● Prompt: Looking at the records below, please work out how many lines contain the word "this" and give the number alone.
── Data extract ──
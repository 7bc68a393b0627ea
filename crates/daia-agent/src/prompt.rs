//! System prompt assembly: the operator's base prompt plus an optional block
//! describing who is talking and when.

use std::collections::BTreeSet;
use std::path::Path;

use tracing::{info, warn};

pub const DEFAULT_BASE_PROMPT: &str =
    "You are Daia, a friendly assistant chatting in a Discord server. \
Keep answers concise and use Discord markdown where it helps.";

/// Live details about the conversation, gathered per message.
#[derive(Debug, Clone)]
pub struct PromptContext<'a> {
    pub participants: &'a BTreeSet<String>,
    pub current_user: &'a str,
    pub current_time: &'a str,
    pub history_limit: u32,
}

/// Base prompt, then a blank line, then the contextual block. With
/// `enabled == false` the base prompt comes back untouched.
pub fn compose_system_prompt(enabled: bool, base: &str, ctx: &PromptContext<'_>) -> String {
    if !enabled {
        return base.to_string();
    }

    let mut names: BTreeSet<&str> = ctx
        .participants
        .iter()
        .map(String::as_str)
        .filter(|n| !n.trim().is_empty())
        .collect();
    if !ctx.current_user.trim().is_empty() {
        names.insert(ctx.current_user);
    }
    let participants = if names.is_empty() {
        "Unknown".to_string()
    } else {
        names.into_iter().collect::<Vec<_>>().join(", ")
    };

    format!(
        "{base}\n\n{}",
        contextual_block(ctx.history_limit, ctx.current_user, &participants, ctx.current_time)
    )
}

fn contextual_block(history_limit: u32, user: &str, participants: &str, time: &str) -> String {
    format!(
        "Priority Contextual System Guidance:\n\
\n\
You can see up to {history_limit} earlier messages from this conversation along with details about the people in it. \
Use them to keep replies personal and consistent. Never claim you do not know something you were given here, such as the user's name.\n\
\n\
Answer the way a person following the whole conversation would, and refer back to earlier messages when it helps.\n\
\n\
Key information:\n\
- You are talking to a human named {user}. Address them by that name when it fits, unless they ask otherwise.\n\
- More than one person may be in the conversation. Current participants: {participants}.\n\
- Current time: {time}.\n"
    )
}

/// Read the base prompt from `path`, falling back to [`DEFAULT_BASE_PROMPT`]
/// when unset, unreadable, or empty.
pub fn load_base_prompt(path: Option<&str>) -> String {
    let Some(path) = path else {
        return DEFAULT_BASE_PROMPT.to_string();
    };
    match std::fs::read_to_string(Path::new(path)) {
        Ok(text) if !text.trim().is_empty() => {
            info!(path, chars = text.len(), "loaded system prompt");
            text.trim_end().to_string()
        }
        Ok(_) => {
            warn!(path, "system prompt file is empty, using built-in prompt");
            DEFAULT_BASE_PROMPT.to_string()
        }
        Err(e) => {
            warn!(path, error = %e, "cannot read system prompt file, using built-in prompt");
            DEFAULT_BASE_PROMPT.to_string()
        }
    }
}

#[cfg(test)]
mod tests {
    use super::*;
    use std::io::Write;

    fn set(names: &[&str]) -> BTreeSet<String> {
        names.iter().map(|s| s.to_string()).collect()
    }

    #[test]
    fn disabled_returns_base_verbatim() {
        let participants = set(&["mo"]);
        let ctx = PromptContext {
            participants: &participants,
            current_user: "kai",
            current_time: "2025-01-01 00:00:00 +00:00",
            history_limit: 12,
        };
        assert_eq!(compose_system_prompt(false, "BASE", &ctx), "BASE");
    }

    #[test]
    fn enabled_output_is_golden() {
        let participants = set(&["mo", "ana"]);
        let ctx = PromptContext {
            participants: &participants,
            current_user: "kai",
            current_time: "2025-01-01 09:30:00 +09:00",
            history_limit: 8,
        };
        let expected = "BASE\n\nPriority Contextual System Guidance:\n\
\n\
You can see up to 8 earlier messages from this conversation along with details about the people in it. \
Use them to keep replies personal and consistent. Never claim you do not know something you were given here, such as the user's name.\n\
\n\
Answer the way a person following the whole conversation would, and refer back to earlier messages when it helps.\n\
\n\
Key information:\n\
- You are talking to a human named kai. Address them by that name when it fits, unless they ask otherwise.\n\
- More than one person may be in the conversation. Current participants: ana, kai, mo.\n\
- Current time: 2025-01-01 09:30:00 +09:00.\n";
        assert_eq!(compose_system_prompt(true, "BASE", &ctx), expected);
    }

    #[test]
    fn current_user_listed_once() {
        let participants = set(&["kai"]);
        let ctx = PromptContext {
            participants: &participants,
            current_user: "kai",
            current_time: "t",
            history_limit: 1,
        };
        let out = compose_system_prompt(true, "B", &ctx);
        assert!(out.contains("Current participants: kai."));
        assert!(out.starts_with("B\n\nPriority"));
    }

    #[test]
    fn no_names_reads_unknown() {
        let participants = BTreeSet::new();
        let ctx = PromptContext {
            participants: &participants,
            current_user: " ",
            current_time: "t",
            history_limit: 1,
        };
        assert!(compose_system_prompt(true, "B", &ctx).contains("Current participants: Unknown."));
    }

    #[test]
    fn base_prompt_file_is_read_and_trimmed() {
        let mut file = tempfile::NamedTempFile::new().unwrap();
        writeln!(file, "Be a pirate.\n").unwrap();
        assert_eq!(load_base_prompt(file.path().to_str()), "Be a pirate.");
        assert_eq!(load_base_prompt(Some("/nonexistent/prompt.txt")), DEFAULT_BASE_PROMPT);
        assert_eq!(load_base_prompt(None), DEFAULT_BASE_PROMPT);
    }
}
//! Runtime settings editable from chat commands, persisted as YAML.
//!
//! Unlike [`crate::config::DaiaConfig`] (read once at startup), these values
//! change while the bot runs: allow-lists, presence text, timezone, and the
//! history window. One [`RuntimeSettings`] is shared by `Arc` between the
//! message handler, the pipeline and the command layer.

use std::collections::{BTreeMap, BTreeSet};
use std::path::{Path, PathBuf};
use std::sync::{Mutex, MutexGuard};

use chrono_tz::Tz;
use serde::{Deserialize, Serialize};
use tracing::{debug, info, warn};

use crate::error::{DaiaError, Result};

pub const MAX_ACTIVITY_CHARS: usize = 128;
pub const MAX_HISTORY_LIMIT: u32 = 100;

const FILE_HEADER: &str = "# Runtime configuration, edited through the bot's admin commands.\n\
# The bot rewrites this file whenever a setting changes.\n\n";

#[derive(Debug, Clone, PartialEq, Eq, Serialize, Deserialize)]
pub struct ChannelMeta {
    pub server: String,
    pub channel: String,
}

#[derive(Debug, Clone, PartialEq, Eq, Serialize, Deserialize)]
pub struct UserMeta {
    pub username: String,
}

/// On-disk shape of the settings file.
#[derive(Debug, Clone, PartialEq, Serialize, Deserialize)]
pub struct SettingsData {
    #[serde(default)]
    pub allowed_channels: Vec<u64>,
    #[serde(default)]
    pub allowed_users: Vec<u64>,
    #[serde(default)]
    pub channel_metadata: BTreeMap<String, ChannelMeta>,
    #[serde(default)]
    pub user_metadata: BTreeMap<String, UserMeta>,
    #[serde(default = "default_timezone")]
    pub timezone: String,
    #[serde(default = "default_activity")]
    pub discord_activity: String,
    #[serde(default = "default_history_limit")]
    pub history_limit: u32,
}

impl Default for SettingsData {
    fn default() -> Self {
        Self {
            allowed_channels: Vec::new(),
            allowed_users: Vec::new(),
            channel_metadata: BTreeMap::new(),
            user_metadata: BTreeMap::new(),
            timezone: default_timezone(),
            discord_activity: default_activity(),
            history_limit: default_history_limit(),
        }
    }
}

fn default_timezone() -> String {
    "UTC".to_string()
}
fn default_activity() -> String {
    "Surfing".to_string()
}
fn default_history_limit() -> u32 {
    12
}

/// Mutex-guarded settings with write-through persistence.
///
/// Every mutation holds the lock across read-modify-write-save so two
/// concurrent admin commands cannot lose each other's change.
pub struct RuntimeSettings {
    path: PathBuf,
    data: Mutex<SettingsData>,
}

impl RuntimeSettings {
    /// Load settings from `path`, writing a default file if none exists.
    pub fn load(path: impl AsRef<Path>) -> Result<Self> {
        let path = path.as_ref().to_path_buf();
        let data = if path.exists() {
            read_file(&path)?
        } else {
            let data = SettingsData::default();
            write_file(&path, &data)?;
            info!(path = %path.display(), "created default runtime settings");
            data
        };

        Ok(Self {
            path,
            data: Mutex::new(data),
        })
    }

    /// In-memory settings with no backing file. Writes are kept in memory only.
    pub fn in_memory(data: SettingsData) -> Self {
        Self {
            path: PathBuf::new(),
            data: Mutex::new(data),
        }
    }

    pub fn path(&self) -> &Path {
        &self.path
    }

    fn lock(&self) -> MutexGuard<'_, SettingsData> {
        // A panic while holding the lock leaves the data itself intact.
        self.data.lock().unwrap_or_else(|poisoned| poisoned.into_inner())
    }

    fn persist(&self, data: &SettingsData) -> Result<()> {
        if self.path.as_os_str().is_empty() {
            return Ok(());
        }
        write_file(&self.path, data)
    }

    /// Snapshot of the whole settings document.
    pub fn snapshot(&self) -> SettingsData {
        self.lock().clone()
    }

    // ── read accessors ──

    pub fn allowed_channels(&self) -> BTreeSet<u64> {
        self.lock().allowed_channels.iter().copied().collect()
    }

    pub fn allowed_users(&self) -> BTreeSet<u64> {
        self.lock().allowed_users.iter().copied().collect()
    }

    pub fn is_channel_allowed(&self, channel_id: u64) -> bool {
        self.lock().allowed_channels.contains(&channel_id)
    }

    /// DMs are open to everyone while the user allow-list is empty.
    pub fn is_dm_allowed(&self, user_id: u64) -> bool {
        let data = self.lock();
        data.allowed_users.is_empty() || data.allowed_users.contains(&user_id)
    }

    pub fn timezone(&self) -> String {
        self.lock().timezone.clone()
    }

    /// The configured timezone. A hand-edited value that names no known zone
    /// falls back to UTC with a warning.
    pub fn tz(&self) -> Tz {
        let name = self.timezone();
        name.parse().unwrap_or_else(|_| {
            warn!(timezone = %name, "unknown timezone in runtime settings, using UTC");
            Tz::UTC
        })
    }

    pub fn activity(&self) -> String {
        self.lock().discord_activity.clone()
    }

    pub fn history_limit(&self) -> u32 {
        self.lock().history_limit
    }

    pub fn channel_meta(&self, channel_id: u64) -> Option<ChannelMeta> {
        self.lock()
            .channel_metadata
            .get(&channel_id.to_string())
            .cloned()
    }

    pub fn user_meta(&self, user_id: u64) -> Option<UserMeta> {
        self.lock().user_metadata.get(&user_id.to_string()).cloned()
    }

    // ── write accessors ──

    /// Apply `change` to a copy of the settings and swap it in only after the
    /// copy was written, so a failed write leaves memory and disk in step.
    /// `change` returns its result plus whether anything changed.
    fn update<T>(&self, change: impl FnOnce(&mut SettingsData) -> (T, bool)) -> Result<T> {
        let mut data = self.lock();
        let mut next = data.clone();
        let (out, dirty) = change(&mut next);
        if dirty {
            self.persist(&next)?;
            *data = next;
        }
        Ok(out)
    }

    /// Returns `true` if the channel was newly added. Metadata is refreshed
    /// either way.
    pub fn add_channel(&self, channel_id: u64, meta: Option<ChannelMeta>) -> Result<bool> {
        self.update(|data| {
            let has_meta = meta.is_some();
            if let Some(meta) = meta {
                data.channel_metadata.insert(channel_id.to_string(), meta);
            }
            let added = !data.allowed_channels.contains(&channel_id);
            if added {
                data.allowed_channels.push(channel_id);
            }
            (added, added || has_meta)
        })
    }

    pub fn remove_channel(&self, channel_id: u64) -> Result<bool> {
        self.update(|data| {
            let before = data.allowed_channels.len();
            data.allowed_channels.retain(|id| *id != channel_id);
            let removed = data.allowed_channels.len() != before;
            if removed {
                data.channel_metadata.remove(&channel_id.to_string());
            }
            (removed, removed)
        })
    }

    pub fn add_user(&self, user_id: u64, username: Option<String>) -> Result<bool> {
        self.update(|data| {
            let has_meta = username.is_some();
            if let Some(username) = username {
                data.user_metadata
                    .insert(user_id.to_string(), UserMeta { username });
            }
            let added = !data.allowed_users.contains(&user_id);
            if added {
                data.allowed_users.push(user_id);
            }
            (added, added || has_meta)
        })
    }

    pub fn remove_user(&self, user_id: u64) -> Result<bool> {
        self.update(|data| {
            let before = data.allowed_users.len();
            data.allowed_users.retain(|id| *id != user_id);
            let removed = data.allowed_users.len() != before;
            if removed {
                data.user_metadata.remove(&user_id.to_string());
            }
            (removed, removed)
        })
    }

    /// Accepts IANA zone names such as `Asia/Tokyo`, plus `UTC`.
    pub fn set_timezone(&self, timezone: &str) -> Result<()> {
        let timezone = timezone.trim();
        let tz: Tz = timezone.parse().map_err(|_| DaiaError::InvalidSetting {
            key: "timezone",
            reason: format!("'{timezone}' is not a known timezone name like Europe/Paris"),
        })?;
        self.update(|data| {
            data.timezone = tz.name().to_string();
            ((), true)
        })
    }

    pub fn set_activity(&self, activity: &str) -> Result<()> {
        let activity = activity.trim();
        if activity.is_empty() || activity.chars().count() > MAX_ACTIVITY_CHARS {
            return Err(DaiaError::InvalidSetting {
                key: "discord_activity",
                reason: format!("must be 1 to {MAX_ACTIVITY_CHARS} characters"),
            });
        }
        self.update(|data| {
            data.discord_activity = activity.to_string();
            ((), true)
        })
    }

    pub fn set_history_limit(&self, limit: u32) -> Result<()> {
        if limit == 0 || limit > MAX_HISTORY_LIMIT {
            return Err(DaiaError::InvalidSetting {
                key: "history_limit",
                reason: format!("must be between 1 and {MAX_HISTORY_LIMIT}"),
            });
        }
        self.update(|data| {
            data.history_limit = limit;
            ((), true)
        })
    }

    /// Replace display metadata for many channels and users in one write.
    pub fn update_metadata(
        &self,
        channels: impl IntoIterator<Item = (u64, ChannelMeta)>,
        users: impl IntoIterator<Item = (u64, UserMeta)>,
    ) -> Result<usize> {
        self.update(|data| {
            let mut updated = 0;
            for (id, meta) in channels {
                data.channel_metadata.insert(id.to_string(), meta);
                updated += 1;
            }
            for (id, meta) in users {
                data.user_metadata.insert(id.to_string(), meta);
                updated += 1;
            }
            (updated, updated > 0)
        })
    }

    /// Re-read the backing file, discarding in-memory state.
    pub fn reload(&self) -> Result<()> {
        if self.path.as_os_str().is_empty() {
            return Ok(());
        }
        let fresh = read_file(&self.path)?;
        *self.lock() = fresh;
        debug!(path = %self.path.display(), "runtime settings reloaded");
        Ok(())
    }
}

fn read_file(path: &Path) -> Result<SettingsData> {
    let raw = std::fs::read_to_string(path)?;
    if raw.trim().is_empty() {
        return Ok(SettingsData::default());
    }
    serde_yaml::from_str(&raw).map_err(|e| DaiaError::Settings {
        path: path.display().to_string(),
        reason: e.to_string(),
    })
}

fn write_file(path: &Path, data: &SettingsData) -> Result<()> {
    if let Some(parent) = path.parent().filter(|p| !p.as_os_str().is_empty()) {
        std::fs::create_dir_all(parent)?;
    }
    let body = serde_yaml::to_string(data)?;
    std::fs::write(path, format!("{FILE_HEADER}{body}"))?;
    Ok(())
}

#[cfg(test)]
mod tests {
    use super::*;

    fn temp_settings() -> (tempfile::TempDir, RuntimeSettings) {
        let dir = tempfile::tempdir().unwrap();
        let settings = RuntimeSettings::load(dir.path().join("config/runtime.yml")).unwrap();
        (dir, settings)
    }

    #[test]
    fn missing_file_is_created_with_defaults() {
        let (dir, settings) = temp_settings();
        assert!(dir.path().join("config/runtime.yml").exists());
        assert_eq!(settings.history_limit(), 12);
        assert_eq!(settings.activity(), "Surfing");
        assert_eq!(settings.timezone(), "UTC");
        assert!(settings.allowed_channels().is_empty());
    }

    #[test]
    fn changes_survive_reload_from_disk() {
        let (dir, settings) = temp_settings();
        assert!(settings
            .add_channel(
                42,
                Some(ChannelMeta {
                    server: "Guild".into(),
                    channel: "general".into()
                })
            )
            .unwrap());
        assert!(settings.add_user(7, Some("alice".into())).unwrap());
        settings.set_history_limit(30).unwrap();
        settings.set_timezone("Asia/Tokyo").unwrap();

        let reopened = RuntimeSettings::load(dir.path().join("config/runtime.yml")).unwrap();
        assert!(reopened.is_channel_allowed(42));
        assert_eq!(reopened.channel_meta(42).unwrap().channel, "general");
        assert_eq!(reopened.user_meta(7).unwrap().username, "alice");
        assert_eq!(reopened.history_limit(), 30);
        assert_eq!(reopened.tz(), Tz::Asia__Tokyo);
        assert_eq!(reopened.timezone(), "Asia/Tokyo");
    }

    #[test]
    fn add_twice_reports_existing() {
        let (_dir, settings) = temp_settings();
        assert!(settings.add_channel(1, None).unwrap());
        assert!(!settings.add_channel(1, None).unwrap());
        assert!(settings.remove_channel(1).unwrap());
        assert!(!settings.remove_channel(1).unwrap());
    }

    #[test]
    fn empty_user_list_allows_all_dms() {
        let settings = RuntimeSettings::in_memory(SettingsData::default());
        assert!(settings.is_dm_allowed(5));
        settings.add_user(6, None).unwrap();
        assert!(!settings.is_dm_allowed(5));
        assert!(settings.is_dm_allowed(6));
    }

    #[test]
    fn invalid_values_are_rejected() {
        let settings = RuntimeSettings::in_memory(SettingsData::default());
        assert!(settings.set_history_limit(0).is_err());
        assert!(settings.set_history_limit(MAX_HISTORY_LIMIT + 1).is_err());
        assert!(settings.set_timezone("Mars/Olympus").is_err());
        assert!(settings.set_activity(&"x".repeat(129)).is_err());
        assert!(settings.set_activity("   ").is_err());
        assert_eq!(settings.history_limit(), 12);
    }

    #[test]
    fn reload_picks_up_external_edits() {
        let (dir, settings) = temp_settings();
        let path = dir.path().join("config/runtime.yml");
        std::fs::write(&path, "history_limit: 5\ndiscord_activity: Reading\n").unwrap();

        settings.reload().unwrap();
        assert_eq!(settings.history_limit(), 5);
        assert_eq!(settings.activity(), "Reading");
        assert_eq!(settings.timezone(), "UTC");
    }

    #[test]
    fn zone_names_are_validated() {
        let settings = RuntimeSettings::in_memory(SettingsData::default());
        assert_eq!(settings.tz(), Tz::UTC);
        settings.set_timezone(" America/New_York ").unwrap();
        assert_eq!(settings.timezone(), "America/New_York");
        assert_eq!(settings.tz(), Tz::America__New_York);
        assert!(settings.set_timezone("+09:00").is_err());
        assert!(settings.set_timezone("").is_err());
        assert_eq!(settings.timezone(), "America/New_York");
    }

    #[test]
    fn unknown_stored_zone_falls_back_to_utc() {
        let settings = RuntimeSettings::in_memory(SettingsData {
            timezone: "Atlantis/Capital".into(),
            ..SettingsData::default()
        });
        assert_eq!(settings.tz(), Tz::UTC);
    }

    #[test]
    fn failed_write_keeps_previous_values() {
        let (dir, settings) = temp_settings();
        let config_dir = dir.path().join("config");
        std::fs::remove_dir_all(&config_dir).unwrap();
        std::fs::write(&config_dir, "not a directory").unwrap();

        assert!(settings.set_history_limit(30).is_err());
        assert!(settings.add_channel(42, None).is_err());
        assert!(settings.set_timezone("Asia/Tokyo").is_err());

        assert_eq!(settings.history_limit(), 12);
        assert!(!settings.is_channel_allowed(42));
        assert_eq!(settings.timezone(), "UTC");
    }
}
───
● Exercise answer: 3